I’m not ready for a tinfoil hat just yet, but I’m getting there.carl-sampson

According to special prosecutor Robert Mueller, the Russians have invaded U.S. social media and bought online ads that are messing with Americans’ minds.

According to a federal indictment, Russians used social media to interfere with the presidential election. Oh, and while they were at it, they also posted false “stories” about food poisoning, trying to mess with consumers. And that’s just what we know about.

I have previously written that the Internet is destroying civilization as we know it. Nowhere else can your find more vile, stupid and downright evil stuff than the Internet. It is also a fountainhead for inaccurate information about anyone and anything.

And a very few people are making billions of dollars trading on this open sewer. 

Take Facebook – please. I have a Facebook page. On it I have “friended” a handful of people I know. But a weird thing has been happening. On occasion, I’ll see a post that looks like it came from a friend. It’ll say something like this: “Joe Smith likes The Wall Street Journal.” I know for a fact that is wrong, primarily because Joe Smith publishes his own newspaper. If he was going to promote a publication, he would promote his, not someone else’s.

That’s not all. Have you ever looked closely at the posts? I believe many are not written by native English speakers. For example, some of those purportedly coming from witnesses to the most recent shooting tragedy in Florida have syntax and word choices that make me wonder if a foreigner (Russian?) might have written them.

I say this having been an editor for 40-plus years. I think I know how Americans write, and these posts appear to be fake. Oh, and I minored in Russian language in college, so I know a little about that, too.

One dead give-away is that these posts are grammatically correct. Americans by and large cannot write that well. Flannery O’Connor – my hero – is the only American who ever wrote perfect English. Everyone else is a distant second.

But beyond the fact that many Facebook posts appear to be fake, or just lame ads, I believe the folks at Facebook, or wherever, are monitoring us and our interests.

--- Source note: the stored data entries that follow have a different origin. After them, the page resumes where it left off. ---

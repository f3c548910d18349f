// =============================================================================
// Signal Decision — auditable record of one buy / no-buy evaluation
// =============================================================================
//
// One record per (pair, invocation). `buy` is the signal itself; `predicate`
// keeps the raw indicator verdict so a stale-but-favourable row stays
// visible after the freshness gate forced the signal off.
// =============================================================================

use chrono::{DateTime, Utc};
use serde::Serialize;

use crate::analysis::SignalRow;
use crate::types::{Pair, SignalOutcome};

#[derive(Debug, Clone, Serialize)]
pub struct SignalDecision {
    /// Unique identifier for this decision (UUID v4).
    pub id: String,

    pub pair: Pair,

    /// The signal.
    pub buy: bool,

    /// Whether the indicator predicate held, before the freshness gate.
    pub predicate: bool,

    pub outcome: SignalOutcome,

    /// Timestamp of the candle the decision was derived from.
    #[serde(skip_serializing_if = "Option::is_none")]
    pub candle_time: Option<DateTime<Utc>>,

    /// Close of that candle; the buy price when `buy` holds.
    #[serde(skip_serializing_if = "Option::is_none")]
    pub close: Option<f64>,

    /// Human-readable reason for a no-buy that was not a plain predicate miss.
    #[serde(skip_serializing_if = "Option::is_none")]
    pub reason: Option<String>,

    /// Wall-clock time of the evaluation.
    pub evaluated_at: DateTime<Utc>,
}

impl SignalDecision {
    fn base(pair: &Pair, evaluated_at: DateTime<Utc>) -> Self {
        Self {
            id: uuid::Uuid::new_v4().to_string(),
            pair: pair.clone(),
            buy: false,
            predicate: false,
            outcome: SignalOutcome::InsufficientData,
            candle_time: None,
            close: None,
            reason: None,
            evaluated_at,
        }
    }

    /// The series had no candle to evaluate.
    pub fn insufficient_data(pair: &Pair, evaluated_at: DateTime<Utc>) -> Self {
        Self {
            reason: Some("no candles newer than the minimum date".to_string()),
            ..Self::base(pair, evaluated_at)
        }
    }

    /// The latest candle is too old; the signal is forced off.
    pub fn stale(
        pair: &Pair,
        row: &SignalRow,
        predicate: bool,
        age: chrono::Duration,
        evaluated_at: DateTime<Utc>,
    ) -> Self {
        Self {
            predicate,
            outcome: SignalOutcome::Stale,
            candle_time: Some(row.timestamp),
            close: Some(row.close),
            reason: Some(format!("latest candle is {} minutes old", age.num_minutes())),
            ..Self::base(pair, evaluated_at)
        }
    }

    /// A fresh row: the signal is the predicate.
    pub fn evaluated(
        pair: &Pair,
        row: &SignalRow,
        predicate: bool,
        evaluated_at: DateTime<Utc>,
    ) -> Self {
        Self {
            buy: predicate,
            predicate,
            outcome: if predicate {
                SignalOutcome::Buy
            } else {
                SignalOutcome::NoBuy
            },
            candle_time: Some(row.timestamp),
            close: Some(row.close),
            ..Self::base(pair, evaluated_at)
        }
    }

    /// Buy price for downstream inspection; only present on a buy.
    pub fn buy_price(&self) -> Option<f64> {
        if self.buy {
            self.close
        } else {
            None
        }
    }
}
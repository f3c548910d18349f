// =============================================================================
// Indicator Engine — candles in, aligned indicator columns out
// =============================================================================
//
// Pipeline:
//   1. EMA(fast) and EMA(slow) of close
//   2. Parabolic SAR from high / low
//   3. Fast %D of the stochastic RSI
//   4. MACD line, signal and histogram
//   5. Per-row buy predicate (`populate_buy_trend`)
//
// Every column has exactly as many entries as there are candles; `None`
// marks positions where the indicator has not warmed up yet.
// =============================================================================

use chrono::{DateTime, Utc};
use tracing::debug;

use crate::indicators::ema::ema_column;
use crate::indicators::macd::calculate_macd;
use crate::indicators::sar::sar_column;
use crate::indicators::stoch_rsi::stoch_rsi_column;
use crate::indicators::Column;
use crate::market_data::{closes, Candle};
use crate::runtime_config::IndicatorParams;
use crate::signal::buy_predicate;

/// Indicator columns parallel to the candle sequence.
#[derive(Debug, Clone, Default, PartialEq)]
pub struct IndicatorColumns {
    pub ema_fast: Column,
    pub ema_slow: Column,
    pub sar: Column,
    pub stochrsi: Column,
    pub macd: Column,
    pub macds: Column,
    pub macdh: Column,
}

impl IndicatorColumns {
    /// Column names paired with their values, in a stable order.
    pub fn iter(&self) -> impl Iterator<Item = (&'static str, &Column)> {
        [
            ("ema_fast", &self.ema_fast),
            ("ema_slow", &self.ema_slow),
            ("sar", &self.sar),
            ("stochrsi", &self.stochrsi),
            ("macd", &self.macd),
            ("macds", &self.macds),
            ("macdh", &self.macdh),
        ]
        .into_iter()
    }
}

/// The latest (or any) row of a series, reduced to what the buy predicate
/// reads.
#[derive(Debug, Clone, PartialEq)]
pub struct SignalRow {
    pub timestamp: DateTime<Utc>,
    pub close: f64,
    pub sar: Option<f64>,
    pub stochrsi: Option<f64>,
    pub macd: Option<f64>,
    pub macds: Option<f64>,
}

/// Candles plus everything derived from them for one evaluation.
#[derive(Debug, Clone, Default)]
pub struct AnalyzedSeries {
    pub candles: Vec<Candle>,
    pub indicators: IndicatorColumns,
    /// Predicate result per row.
    pub buy: Vec<bool>,
    /// Close price on rows where `buy` holds.
    pub buy_price: Column,
}

impl AnalyzedSeries {
    pub fn len(&self) -> usize {
        self.candles.len()
    }

    pub fn is_empty(&self) -> bool {
        self.candles.is_empty()
    }

    pub fn row(&self, index: usize) -> Option<SignalRow> {
        let candle = self.candles.get(index)?;
        let at = |column: &Column| column.get(index).copied().flatten();
        Some(SignalRow {
            timestamp: candle.timestamp,
            close: candle.close,
            sar: at(&self.indicators.sar),
            stochrsi: at(&self.indicators.stochrsi),
            macd: at(&self.indicators.macd),
            macds: at(&self.indicators.macds),
        })
    }

    pub fn latest(&self) -> Option<SignalRow> {
        self.row(self.candles.len().checked_sub(1)?)
    }
}

/// Compute every indicator column over `candles`.
pub fn populate_indicators(candles: Vec<Candle>, params: &IndicatorParams) -> AnalyzedSeries {
    let close = closes(&candles);

    let macd = calculate_macd(&close, params.macd_fast, params.macd_slow, params.macd_signal);
    let indicators = IndicatorColumns {
        ema_fast: ema_column(&close, params.ema_fast),
        ema_slow: ema_column(&close, params.ema_slow),
        sar: sar_column(&candles, params.sar_step, params.sar_max),
        stochrsi: stoch_rsi_column(
            &close,
            params.rsi_period,
            params.stoch_fastk,
            params.stoch_fastd,
        ),
        macd: macd.macd,
        macds: macd.signal,
        macdh: macd.histogram,
    };

    let defined: Vec<(&str, usize)> = indicators
        .iter()
        .map(|(name, column)| (name, column.iter().flatten().count()))
        .collect();
    debug!(candles = candles.len(), ?defined, "indicators populated");

    let len = candles.len();
    AnalyzedSeries {
        candles,
        indicators,
        buy: vec![false; len],
        buy_price: vec![None; len],
    }
}

/// Evaluate the buy predicate on every row and fill `buy` / `buy_price`.
pub fn populate_buy_trend(series: &mut AnalyzedSeries, stochrsi_buy_below: f64) {
    let len = series.len();
    let mut buy = Vec::with_capacity(len);
    let mut buy_price = Vec::with_capacity(len);

    for index in 0..len {
        let hit = series
            .row(index)
            .is_some_and(|row| buy_predicate(&row, stochrsi_buy_below));
        buy.push(hit);
        buy_price.push(hit.then(|| series.candles[index].close));
    }

    series.buy = buy;
    series.buy_price = buy_price;
}

/// Indicators plus buy trend in one go.
pub fn analyze(
    candles: Vec<Candle>,
    params: &IndicatorParams,
    stochrsi_buy_below: f64,
) -> AnalyzedSeries {
    let mut series = populate_indicators(candles, params);
    populate_buy_trend(&mut series, stochrsi_buy_below);
    series
}
// =============================================================================
// Chart Export — three time-aligned panels per pair
// =============================================================================
//
// Panels:
//   1. price     close, EMA(fast), EMA(slow), buy markers
//   2. macd      macd, signal, histogram, zero line
//   3. stochrsi  stochrsi, reference lines at 80 and 20
//
// Every line has one value per timestamp (`null` where undefined), so any
// plotting frontend can draw the panels on a shared x axis. Files are written
// to `<plot_dir>/<PAIR>.json` with a tmp-then-rename so readers never see a
// partial chart.
// =============================================================================

use std::path::{Path, PathBuf};

use anyhow::{Context, Result};
use chrono::{DateTime, Utc};
use serde::Serialize;
use tracing::info;

use crate::analysis::AnalyzedSeries;
use crate::indicators::Column;
use crate::market_data::closes;
use crate::runtime_config::IndicatorParams;
use crate::types::Pair;

const STOCHRSI_UPPER_BAND: f64 = 80.0;
const STOCHRSI_LOWER_BAND: f64 = 20.0;

#[derive(Debug, Clone, Copy, PartialEq, Eq, Serialize)]
#[serde(rename_all = "snake_case")]
pub enum LineStyle {
    Line,
    Markers,
}

#[derive(Debug, Clone, Serialize)]
pub struct ChartLine {
    pub label: String,
    pub style: LineStyle,
    pub values: Column,
}

impl ChartLine {
    fn line(label: impl Into<String>, values: Column) -> Self {
        Self {
            label: label.into(),
            style: LineStyle::Line,
            values,
        }
    }

    fn markers(label: impl Into<String>, values: Column) -> Self {
        Self {
            label: label.into(),
            style: LineStyle::Markers,
            values,
        }
    }

    fn constant(label: impl Into<String>, value: f64, len: usize) -> Self {
        Self::line(label, vec![Some(value); len])
    }
}

#[derive(Debug, Clone, Serialize)]
pub struct ChartPanel {
    pub title: &'static str,
    pub lines: Vec<ChartLine>,
}

#[derive(Debug, Clone, Serialize)]
pub struct Chart {
    pub pair: Pair,
    pub generated_at: DateTime<Utc>,
    pub timestamps: Vec<DateTime<Utc>>,
    pub panels: Vec<ChartPanel>,
}

/// Lay out `series` as the three chart panels.
pub fn build_chart(pair: &Pair, series: &AnalyzedSeries, params: &IndicatorParams) -> Chart {
    let len = series.len();
    let ind = &series.indicators;

    let price = ChartPanel {
        title: "price",
        lines: vec![
            ChartLine::line("close", closes(&series.candles).into_iter().map(Some).collect()),
            ChartLine::line(format!("EMA({})", params.ema_fast), ind.ema_fast.clone()),
            ChartLine::line(format!("EMA({})", params.ema_slow), ind.ema_slow.clone()),
            ChartLine::markers("buy", series.buy_price.clone()),
        ],
    };

    let macd = ChartPanel {
        title: "macd",
        lines: vec![
            ChartLine::line("MACD", ind.macd.clone()),
            ChartLine::line("MACDS", ind.macds.clone()),
            ChartLine::line("MACD Histogram", ind.macdh.clone()),
            ChartLine::constant("zero", 0.0, len),
        ],
    };

    let stochrsi = ChartPanel {
        title: "stochrsi",
        lines: vec![
            ChartLine::line("StochRSI", ind.stochrsi.clone()),
            ChartLine::constant("overbought", STOCHRSI_UPPER_BAND, len),
            ChartLine::constant("oversold", STOCHRSI_LOWER_BAND, len),
        ],
    };

    Chart {
        pair: pair.clone(),
        generated_at: Utc::now(),
        timestamps: series.candles.iter().map(|c| c.timestamp).collect(),
        panels: vec![price, macd, stochrsi],
    }
}

/// Path of the chart file for `pair` inside `dir`.
pub fn chart_path(dir: &Path, pair: &Pair) -> PathBuf {
    dir.join(format!("{}.json", pair.as_str()))
}

/// Build and write the chart for `pair`, returning the file path.
pub fn export_chart(
    dir: &Path,
    pair: &Pair,
    series: &AnalyzedSeries,
    params: &IndicatorParams,
) -> Result<PathBuf> {
    std::fs::create_dir_all(dir)
        .with_context(|| format!("failed to create plot dir {}", dir.display()))?;

    let chart = build_chart(pair, series, params);
    let content = serde_json::to_string(&chart).context("failed to serialise chart to JSON")?;

    let path = chart_path(dir, pair);
    let tmp_path = path.with_extension("json.tmp");

    std::fs::write(&tmp_path, &content)
        .with_context(|| format!("failed to write tmp chart to {}", tmp_path.display()))?;
    std::fs::rename(&tmp_path, &path)
        .with_context(|| format!("failed to rename tmp chart to {}", path.display()))?;

    info!(pair = %pair, path = %path.display(), points = series.len(), "chart exported");
    Ok(path)
}
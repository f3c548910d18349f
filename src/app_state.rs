// =============================================================================
// Signal Board — shared view of the latest decisions and fetch errors
// =============================================================================
//
// Written by the polling task, read by the status API.
//
// Thread safety:
//   - Atomic counter for lock-free version tracking.
//   - parking_lot::RwLock for the decision map and the error log.
// =============================================================================

use std::collections::BTreeMap;
use std::sync::atomic::{AtomicU64, Ordering};

use chrono::Utc;
use parking_lot::RwLock;
use serde::Serialize;

use crate::bittrex::RemoteDataError;
use crate::decision::SignalDecision;
use crate::types::Pair;

// =============================================================================
// Error Record
// =============================================================================

/// A failed evaluation, as shown by `GET /api/v1/errors`.
#[derive(Debug, Clone, Serialize)]
pub struct ErrorRecord {
    pub pair: Pair,
    pub message: String,
    /// HTTP status for provider status errors.
    pub code: Option<String>,
    pub transient: bool,
    /// ISO 8601 timestamp.
    pub at: String,
}

// =============================================================================
// SignalBoard
// =============================================================================

/// Maximum number of recent errors to retain.
const MAX_RECENT_ERRORS: usize = 50;

pub struct SignalBoard {
    /// Bumped on every recorded decision or error.
    pub state_version: AtomicU64,

    pub pairs: Vec<Pair>,

    latest: RwLock<BTreeMap<Pair, SignalDecision>>,

    recent_errors: RwLock<Vec<ErrorRecord>>,

    pub start_time: std::time::Instant,
}

impl SignalBoard {
    pub fn new(pairs: Vec<Pair>) -> Self {
        Self {
            state_version: AtomicU64::new(1),
            pairs,
            latest: RwLock::new(BTreeMap::new()),
            recent_errors: RwLock::new(Vec::new()),
            start_time: std::time::Instant::now(),
        }
    }

    // ── Version Management ──────────────────────────────────────────────

    pub fn increment_version(&self) -> u64 {
        self.state_version.fetch_add(1, Ordering::SeqCst)
    }

    pub fn current_state_version(&self) -> u64 {
        self.state_version.load(Ordering::SeqCst)
    }

    // ── Decisions ───────────────────────────────────────────────────────

    /// Replace the latest decision for the decision's pair.
    pub fn record_decision(&self, decision: SignalDecision) {
        self.latest.write().insert(decision.pair.clone(), decision);
        self.increment_version();
    }

    /// Latest decision of every pair evaluated so far, ordered by pair.
    pub fn latest_decisions(&self) -> Vec<SignalDecision> {
        self.latest.read().values().cloned().collect()
    }

    pub fn decision(&self, pair: &Pair) -> Option<SignalDecision> {
        self.latest.read().get(pair).cloned()
    }

    // ── Error Logging ───────────────────────────────────────────────────

    /// Record a failed fetch. The log is capped at [`MAX_RECENT_ERRORS`];
    /// oldest entries are evicted first.
    pub fn push_error(&self, pair: &Pair, err: &RemoteDataError) {
        let code = match err {
            RemoteDataError::Status { status, .. } => Some(status.to_string()),
            _ => None,
        };
        let record = ErrorRecord {
            pair: pair.clone(),
            message: err.to_string(),
            code,
            transient: err.is_transient(),
            at: Utc::now().to_rfc3339(),
        };

        let mut errors = self.recent_errors.write();
        errors.push(record);
        while errors.len() > MAX_RECENT_ERRORS {
            errors.remove(0);
        }
        drop(errors);

        self.increment_version();
    }

    /// Recent errors, newest last.
    pub fn recent_errors(&self) -> Vec<ErrorRecord> {
        self.recent_errors.read().clone()
    }

    pub fn uptime_secs(&self) -> u64 {
        self.start_time.elapsed().as_secs()
    }
}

Here’s an example. Over the recent holidays, my oldest son was home, and he and I were talking about Bruce Springsteen. I mentioned that in the 1970s he played several times at the Main Point, a small coffee house in Bryn Mawr, outside Philadelphia. As a teenager, I lived near there.

After the holidays, my son returned home to New Jersey and his computer popped up an ad for a 1970s poster advertising Springsteen playing at the Main Point.

That, dear reader, is no coincidence. Someone, or something, was paying attention to a random conversation in our dining room in Oregon and then figured out that one of the participants lived 3,000 miles away in Highland Park, New Jersey, and posted that ad. 

I always try to follow the money. I looked up Facebook’s financials. Last year, the company made $39.9 billion in advertising revenue. About half of that came from the U.S. The rest came from outside the U.S. 

Think about that.

Suffice it to say, I think everyone would be better off without the Russians messing around with social media. Everyone, that is, except the profiteers at Facebook and those other open sewers.

Here’s a quote from Flannery O’Connor that I found: “Right now the whole world seems to be going through a dark night of the soul.”

Carl Sampson is a freelance editor and writer.